**REQUIRED WORK**
Those lines of the records that contain "root" are to be located and copied.

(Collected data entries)
☆ ☆ ☆ ☆

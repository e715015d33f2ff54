use std::path::{Path, PathBuf};

use serde::{Deserialize, Serialize};

use crate::crypto::generator::DEFAULT_LENGTH;
use crate::crypto::kdf::{KdfParams, DEFAULT_ITERATIONS};
use crate::errors::{Result, VaultError};
use crate::vault::VaultOptions;

/// Project-level configuration, loaded from `.pwvault.toml`.
///
/// Every field has a sensible default so pwvault works out-of-the-box
/// without any config file at all.
#[derive(Debug, Clone, Serialize, Deserialize)]
pub struct Settings {
    /// Directory (relative to project root) holding the vault document.
    #[serde(default = "default_vault_dir")]
    pub vault_dir: String,

    /// PBKDF2 iteration count (default: 310 000).
    ///
    /// Not recorded in the vault document: changing it makes an
    /// existing vault unreadable until it is changed back.
    #[serde(default = "default_pbkdf2_iterations")]
    pub pbkdf2_iterations: u32,

    /// Length of generated passwords (default: 16).
    #[serde(default = "default_password_length")]
    pub password_length: usize,
}

// ── Serde default helpers ────────────────────────────────────────────

fn default_vault_dir() -> String {
    ".pwvault".to_string()
}

fn default_pbkdf2_iterations() -> u32 {
    DEFAULT_ITERATIONS
}

fn default_password_length() -> usize {
    DEFAULT_LENGTH
}

// ── Implementation ───────────────────────────────────────────────────

impl Default for Settings {
    fn default() -> Self {
        Self {
            vault_dir: default_vault_dir(),
            pbkdf2_iterations: default_pbkdf2_iterations(),
            password_length: default_password_length(),
        }
    }
}

impl Settings {
    /// Name of the config file we look for in the project root.
    const FILE_NAME: &'static str = ".pwvault.toml";

    /// Load settings from `<project_dir>/.pwvault.toml`.
    ///
    /// If the file does not exist, sensible defaults are returned.
    /// If the file exists but cannot be parsed, an error is returned.
    pub fn load(project_dir: &Path) -> Result<Self> {
        let config_path = project_dir.join(Self::FILE_NAME);

        if !config_path.exists() {
            return Ok(Self::default());
        }

        let contents = std::fs::read_to_string(&config_path)?;

        let settings: Settings = toml::from_str(&contents).map_err(|e| {
            VaultError::ConfigError(format!("Failed to parse {}: {e}", config_path.display()))
        })?;

        Ok(settings)
    }

    /// Full path to the vault document directory.
    ///
    /// Example: `project_dir/.pwvault`
    pub fn vault_dir_path(&self, project_dir: &Path) -> PathBuf {
        project_dir.join(&self.vault_dir)
    }

    /// Convert into session options.
    pub fn vault_options(&self) -> VaultOptions {
        VaultOptions {
            kdf: KdfParams {
                iterations: self.pbkdf2_iterations,
            },
            password_length: self.password_length,
        }
    }
}

// ── Tests ────────────────────────────────────────────────────────────

#[cfg(test)]
mod tests {
    use super::*;
    use std::fs;
    use tempfile::TempDir;

    #[test]
    fn default_settings_are_sensible() {
        let s = Settings::default();
        assert_eq!(s.vault_dir, ".pwvault");
        assert_eq!(s.pbkdf2_iterations, 310_000);
        assert_eq!(s.password_length, 16);
    }

    #[test]
    fn load_returns_defaults_when_no_config_file() {
        let tmp = TempDir::new().unwrap();
        let settings = Settings::load(tmp.path()).unwrap();
        assert_eq!(settings.vault_dir, ".pwvault");
    }

    #[test]
    fn load_parses_toml_file() {
        let tmp = TempDir::new().unwrap();
        let config = r#"
vault_dir = "secrets"
pbkdf2_iterations = 600000
password_length = 32
"#;
        fs::write(tmp.path().join(".pwvault.toml"), config).unwrap();

        let settings = Settings::load(tmp.path()).unwrap();
        assert_eq!(settings.vault_dir, "secrets");
        assert_eq!(settings.pbkdf2_iterations, 600_000);
        assert_eq!(settings.password_length, 32);
    }

    #[test]
    fn load_uses_defaults_for_missing_fields() {
        let tmp = TempDir::new().unwrap();
        fs::write(tmp.path().join(".pwvault.toml"), "password_length = 24\n").unwrap();

        let settings = Settings::load(tmp.path()).unwrap();
        assert_eq!(settings.password_length, 24);
        // Rest should be defaults
        assert_eq!(settings.vault_dir, ".pwvault");
        assert_eq!(settings.pbkdf2_iterations, 310_000);
    }

    #[test]
    fn load_errors_on_invalid_toml() {
        let tmp = TempDir::new().unwrap();
        fs::write(tmp.path().join(".pwvault.toml"), "not valid {{toml").unwrap();

        let result = Settings::load(tmp.path());
        assert!(matches!(result, Err(VaultError::ConfigError(_))));
    }

    #[test]
    fn vault_dir_path_respects_custom_dir() {
        let s = Settings {
            vault_dir: "secrets".to_string(),
            ..Settings::default()
        };
        let project = Path::new("/home/user/myproject");
        assert_eq!(
            s.vault_dir_path(project),
            PathBuf::from("/home/user/myproject/secrets")
        );
    }

    #[test]
    fn vault_options_carry_kdf_and_length() {
        let s = Settings {
            pbkdf2_iterations: 400_000,
            password_length: 12,
            ..Settings::default()
        };
        let options = s.vault_options();
        assert_eq!(options.kdf.iterations, 400_000);
        assert_eq!(options.password_length, 12);
    }
}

☆ ☆ ☆ ☆

**ANSWER AREA**
    /// Directory (relative to project root) holding the vault document.
    /// Name of the config file we look for in the project root.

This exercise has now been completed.